Rodenticides refer to chemical compounds capable of exterminating rodent species, such as rats and mice. There are more than ten types of rodenticides both domestically and internationally. Presently, rodenticides are widely used in rural and urban areas, with many of them exhibiting high toxicity to humans and animals upon ingestion. As a result, mass and sporadic poisoning incidents involving rodenticides have been frequently reported. Classifying rodenticides based on their speed of onset and toxicological action serves as a key reference for the effective treatment of rodenticide poisoning.
Classification of Poisoning
Classification Based on Speed of Onset
Acute Rodenticides
These cause death within 24 hours of ingestion and include agents such as tetramine (chemical name: tetramethylenedisulfotetramine) and fluoroacetamide.
Chronic Rodenticides
Death occurs several days after ingestion. Examples include anticoagulant rodenticides such as diphacinone sodium (diphacinone-Na) and warfarin.
Classification Based on Toxicological Action
Anticoagulant Rodenticides
First-generation high-toxicity anticoagulants: Examples include warfarin, coumafuryl, diphacinone sodium, and chlorophacinone.
Second-generation extremely toxic anticoagulants: Examples include brodifacoum and bromadiolone.
CNS-Stimulant Rodenticides
Examples include tetramine, fluoroacetamide, and sodium fluoroacetate.
Other Types of Rodenticides
These include:
- ANTU (increases capillary permeability);
- Pyrinuron (inhibits nicotinamide metabolism);
- Phosazetin (an organophosphate rodenticide);
- Zinc phosphide (an inorganic phosphorus agent);
- Crimidine (a vitamin B6 antagonist).
Etiology
Common causes of rodenticide poisoning include the following:
- Accidental ingestion or misuse of rodenticide-formulated baits.
- Intentional poisoning or homicidal poisoning.
- Secondary Poisoning: Rodenticides retained in the bodies of poisoned animals or plants in their original form may lead to poisoning when humans consume or utilize these contaminated animals or plants.
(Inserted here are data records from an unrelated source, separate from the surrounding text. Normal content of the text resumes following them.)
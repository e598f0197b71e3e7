//! Document state - single source of truth for one open document.
//!
//! Holds the object table, the selection and the group transform. Commands
//! receive `&mut Document` and mutate it through the crate-private methods
//! here, which keep the selection set and the objects' `selected` flags in
//! step and publish notifications. Read access is public.

use std::collections::HashMap;

use orbit_event::{Event, EventBus, SubscriberId};
use orbit_math::{Aabb, Quat, Transform};

use super::{EditorPreferences, ObjectId, SceneObject, SelectionSet};
use crate::commands::TransformCommand;
use crate::error::{DocumentError, Result};
use crate::events::{
    GroupTransformChanged, ObjectsAdded, ObjectsRemoved, PreviewChanged, PropertyChanged,
    SelectionChanged, TransformChanged,
};
use crate::group::{self, GroupMember, GroupTransform};

/// Central document state.
pub struct Document {
    objects: Vec<SceneObject>,
    object_map: HashMap<ObjectId, usize>,
    selection: SelectionSet,
    group: GroupTransform,
    events: EventBus,
    min_group_extent: f32,
}

impl Default for Document {
    fn default() -> Self {
        Self::new()
    }
}

impl Document {
    pub fn new() -> Self {
        Self::with_preferences(&EditorPreferences::default())
    }

    pub fn with_preferences(preferences: &EditorPreferences) -> Self {
        Self {
            objects: Vec::new(),
            object_map: HashMap::new(),
            selection: SelectionSet::new(),
            group: GroupTransform::new(),
            events: EventBus::new(),
            min_group_extent: preferences.min_group_extent,
        }
    }

    // ------------------------------------------------------------------
    // Read access
    // ------------------------------------------------------------------

    /// Get an object by ID.
    pub fn object(&self, id: ObjectId) -> Option<&SceneObject> {
        self.object_map.get(&id).map(|&idx| &self.objects[idx])
    }

    pub fn contains(&self, id: ObjectId) -> bool {
        self.object_map.contains_key(&id)
    }

    /// Objects in document order
    pub fn objects(&self) -> impl Iterator<Item = &SceneObject> {
        self.objects.iter()
    }

    pub fn len(&self) -> usize {
        self.objects.len()
    }

    pub fn is_empty(&self) -> bool {
        self.objects.is_empty()
    }

    pub fn selection(&self) -> &SelectionSet {
        &self.selection
    }

    pub fn group(&self) -> &GroupTransform {
        &self.group
    }

    /// Live preview value of the selection transform; gizmos read this.
    pub fn current_transform(&self) -> Transform {
        self.group.current_transform()
    }

    pub fn initial_transform(&self) -> Transform {
        self.group.initial_transform()
    }

    pub fn rotation_reference(&self) -> Quat {
        self.group.rotation_reference()
    }

    // ------------------------------------------------------------------
    // Notifications
    // ------------------------------------------------------------------

    /// Register an observer. Keep the id and pass it to `unsubscribe` on teardown.
    pub fn subscribe<E: Event, F>(&mut self, handler: F) -> SubscriberId
    where
        F: Fn(&E) + Send + Sync + 'static,
    {
        self.events.subscribe(handler)
    }

    pub fn unsubscribe(&mut self, id: SubscriberId) -> bool {
        self.events.unsubscribe(id)
    }

    /// Deliver pending notifications. Returns the number of events processed.
    pub fn process_events(&mut self) -> usize {
        self.events.process()
    }

    pub fn events(&self) -> &EventBus {
        &self.events
    }

    pub(crate) fn publish<E: Event>(&self, event: E) {
        self.events.publish(event);
    }

    /// Drop every subscription and pending event. Also run on drop.
    pub fn shutdown(&mut self) {
        let subscribers = self.events.subscriber_count();
        if subscribers > 0 {
            log::debug!("Releasing {} document subscribers", subscribers);
        }
        self.events.clear_subscribers();
        self.events.clear();
    }

    // ------------------------------------------------------------------
    // Object table
    // ------------------------------------------------------------------

    /// Insert an object and instantiate its live representation.
    ///
    /// Used by loaders and by `AddCommand`; not recorded in history. The
    /// object always enters unselected.
    pub fn insert_object(&mut self, object: SceneObject) -> Result<ObjectId> {
        let index = self.objects.len();
        self.insert_object_at(object, index)
    }

    pub(crate) fn insert_object_at(&mut self, mut object: SceneObject, index: usize) -> Result<ObjectId> {
        let id = object.id;
        if self.object_map.contains_key(&id) {
            return Err(DocumentError::DuplicateObject(id));
        }

        object.selected = false;
        if !object.instantiate() {
            log::debug!("{} has no geometry yet; not materialized", id);
        }

        let index = index.min(self.objects.len());
        self.objects.insert(index, object);
        self.reindex_from(index);

        self.publish(ObjectsAdded { ids: vec![id] });
        Ok(id)
    }

    /// Remove an object, destroying its live representation.
    ///
    /// Returns the former index and the record (kept alive by the caller for
    /// undo). A selected object is dropped from the selection so the set
    /// never names absent objects.
    pub(crate) fn remove_object(&mut self, id: ObjectId) -> Option<(usize, SceneObject)> {
        let index = self.object_map.remove(&id)?;
        let mut object = self.objects.remove(index);
        self.reindex_from(index);

        object.live = None;
        if object.selected {
            log::debug!("{} removed while selected; dropping from selection", id);
            object.selected = false;
            self.selection.remove(id);
            self.publish_selection();
            self.recalculate_rotation_reference();
        }

        self.publish(ObjectsRemoved { ids: vec![id] });
        Some((index, object))
    }

    fn reindex_from(&mut self, start: usize) {
        for (idx, object) in self.objects.iter().enumerate().skip(start) {
            self.object_map.insert(object.id, idx);
        }
    }

    fn object_mut(&mut self, id: ObjectId) -> Option<&mut SceneObject> {
        self.object_map.get(&id).map(|&idx| &mut self.objects[idx])
    }

    /// Supply geometry bounds for an object whose representation was pending
    /// (e.g. an asset bundle finished loading) and instantiate it.
    pub fn materialize(&mut self, id: ObjectId, bounds: Aabb) -> Result<()> {
        let object = self
            .object_mut(id)
            .ok_or(DocumentError::UnknownObject(id))?;

        if let super::ObjectKind::Asset { bounds: slot, .. } = &mut object.kind {
            *slot = Some(bounds);
        }
        object.live = Some(super::LiveObject {
            transform: object.transform,
            bounds,
        });
        let selected = object.selected;

        if selected {
            self.recalculate_group_transform();
        }
        Ok(())
    }

    /// Write a committed transform; the live representation follows.
    /// Returns false for unknown ids.
    pub(crate) fn set_object_transform(&mut self, id: ObjectId, transform: Transform) -> bool {
        let Some(object) = self.object_mut(id) else {
            log::warn!("Stale reference to {}; transform not applied", id);
            return false;
        };
        object.transform = transform;
        if let Some(live) = object.live.as_mut() {
            live.transform = transform;
        }
        self.publish(TransformChanged { id, transform });
        true
    }

    /// Mutate kind-specific data. The live bounds are refreshed and the group
    /// transform recalculated if the object is selected.
    pub(crate) fn update_object(
        &mut self,
        id: ObjectId,
        property: &'static str,
        update: impl FnOnce(&mut SceneObject) -> bool,
    ) -> bool {
        let Some(object) = self.object_mut(id) else {
            log::warn!("Stale reference to {}; {} not applied", id, property);
            return false;
        };
        if !update(object) {
            return false;
        }
        if object.live.is_some() || object.kind.local_bounds().is_some() {
            object.instantiate();
        }
        let selected = object.selected;

        self.publish(PropertyChanged { id, property });
        if selected {
            self.recalculate_group_transform();
        }
        true
    }

    // ------------------------------------------------------------------
    // Selection
    // ------------------------------------------------------------------

    /// Remove then add, updating set membership and flags together.
    /// Unknown ids are skipped. Returns true if membership changed.
    pub(crate) fn apply_selection(&mut self, add: &[ObjectId], remove: &[ObjectId]) -> bool {
        let mut changed = false;

        for &id in remove {
            if self.selection.remove(id) {
                self.release_preview(id);
                changed = true;
            }
        }

        for &id in add {
            let Some(object) = self.object_mut(id) else {
                log::warn!("Stale reference to {}; not selected", id);
                continue;
            };
            object.selected = true;
            changed |= self.selection.insert(id);
        }

        if changed {
            self.publish_selection();
        }
        changed
    }

    /// Replace the selection with `ids` in their given order. Unknown ids
    /// are skipped. Returns true if the selection changed.
    pub(crate) fn restore_selection(&mut self, ids: &[ObjectId]) -> bool {
        let mut restored = SelectionSet::new();
        for &id in ids {
            if self.contains(id) {
                restored.insert(id);
            }
        }
        if restored == self.selection {
            return false;
        }

        let previous = std::mem::replace(&mut self.selection, restored);
        for &id in previous.iter() {
            if !self.selection.contains(id) {
                self.release_preview(id);
            }
        }
        let selected = self.selection.as_slice().to_vec();
        for id in selected {
            if let Some(object) = self.object_mut(id) {
                object.selected = true;
            }
        }
        self.publish_selection();
        true
    }

    /// Clear the selected flag and put the live pose back on the committed
    /// transform, dropping any preview left from a drag.
    fn release_preview(&mut self, id: ObjectId) {
        let Some(&idx) = self.object_map.get(&id) else {
            return;
        };
        let object = &mut self.objects[idx];
        object.selected = false;
        if let Some(live) = object.live.as_mut() {
            if live.transform != object.transform {
                live.transform = object.transform;
                self.events.publish(PreviewChanged {
                    id,
                    transform: object.transform,
                });
            }
        }
    }

    fn publish_selection(&self) {
        self.publish(SelectionChanged {
            selected: self.selection.as_slice().to_vec(),
        });
    }

    // ------------------------------------------------------------------
    // Group transform
    // ------------------------------------------------------------------

    pub(crate) fn set_rotation_reference(&mut self, rotation: Quat) {
        self.group.set_rotation_reference(rotation);
    }

    /// Rotation reference the current selection would get from scratch.
    pub fn compute_rotation_reference(&self) -> Quat {
        group::rotation_reference(
            self.selection
                .iter()
                .filter_map(|&id| self.object(id))
                .map(|object| object.transform.rotation),
        )
    }

    /// Recompute and store the rotation reference, then the group transform.
    pub fn recalculate_rotation_reference(&mut self) {
        let rotation = self.compute_rotation_reference();
        self.set_rotation_reference(rotation);
        self.recalculate_group_transform();
    }

    /// Start a manipulation session: snapshot every materialized selected
    /// object and rebuild the aggregate box. Any preview left on the members
    /// is discarded in favour of their committed transforms.
    pub fn recalculate_group_transform(&mut self) {
        let mut members = Vec::with_capacity(self.selection.len());
        for &id in self.selection.iter() {
            let Some(&idx) = self.object_map.get(&id) else {
                continue;
            };
            let object = &mut self.objects[idx];
            let Some(live) = object.live.as_mut() else {
                continue;
            };
            if live.transform != object.transform {
                live.transform = object.transform;
                self.events.publish(PreviewChanged {
                    id,
                    transform: object.transform,
                });
            }
            members.push(GroupMember {
                id,
                transform: object.transform,
                bounds: live.bounds,
            });
        }

        self.group.recalculate(&members);
        self.publish(GroupTransformChanged {
            transform: self.group.current_transform(),
        });
    }

    /// Set the live preview value. Cheap; recomputes nothing.
    pub fn set_current_transform(&mut self, transform: Transform) {
        if !transform.is_finite() {
            log::warn!("Ignoring non-finite group transform {:?}", transform);
            return;
        }
        log::trace!("Group preview {:?}", transform);
        self.group.set_current(transform);
        self.publish(GroupTransformChanged { transform });
    }

    /// Move every member's live representation to follow the current
    /// aggregate. Members that vanished since the session started are
    /// dropped. Returns the number of members moved.
    pub fn apply_to_members(&mut self) -> usize {
        let object_map = &self.object_map;
        let objects = &self.objects;
        let dropped = self.group.retain_members(|id| {
            object_map
                .get(&id)
                .map_or(false, |&idx| objects[idx].live.is_some())
        });
        if dropped > 0 {
            log::warn!("Dropped {} stale group members", dropped);
        }

        let updates = self.group.apply(self.min_group_extent);
        for (id, transform) in &updates {
            if let Some(live) = self.object_mut(*id).and_then(|o| o.live.as_mut()) {
                live.transform = *transform;
            }
            self.publish(PreviewChanged {
                id: *id,
                transform: *transform,
            });
        }
        updates.len()
    }

    /// Package the session's member poses as a command. Does not execute it.
    pub fn build_transform_command(&self) -> TransformCommand {
        let entries = self
            .group
            .members()
            .iter()
            .map(|(id, snapshot)| (*id, snapshot.current))
            .collect();
        TransformCommand::new(self, entries, self.group.current_transform().rotation)
    }
}

impl Drop for Document {
    fn drop(&mut self) {
        self.shutdown();
    }
}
- Skin contact or inhalation during production or processing, leading to poisoning through dermal absorption or respiratory exposure.
Mechanisms of Toxicity and Principles of Treatment
Tetramine
Tetramine is the most common cause of fatal rodenticide poisoning, with a lethal dose for humans ranging from 5–12 mg (0.1–0.3 mg/kg) when ingested orally. It exhibits strong excitatory effects on the central nervous system, leading to intense convulsions following poisoning. Studies have indicated that the mechanism behind seizures involves tetramine antagonizing the inhibitory neurotransmitter gamma-aminobutyric acid (GABA) in the CNS. When the inhibitory action of GABA is blocked by tetramine, excessive excitation results, leading to convulsions. Tetramine’s severe toxicity and chemical stability also make secondary poisoning likely. No specific antidote is currently available.
Fluoroacetamide
Fluoroacetamide is an odorless and tasteless water-soluble white powder with an oral lethal dose for humans of 0.1–0.5 g. It can be absorbed via ingestion, inhalation, ocular exposure, or contact through open wounds. In the body, fluoroacetamide undergoes deamination to form fluoroacetate, which binds to coenzyme A. Under the action of oxaloacetate, fluoroacetyl-CoA forms fluorocitrate. While fluorocitrate is chemically similar to citrate, it is not metabolized by aconitase and instead inhibits this enzyme, preventing citrate metabolism and blocking the tricarboxylic acid (TCA) cycle, a phenomenon known as “lethal synthesis.”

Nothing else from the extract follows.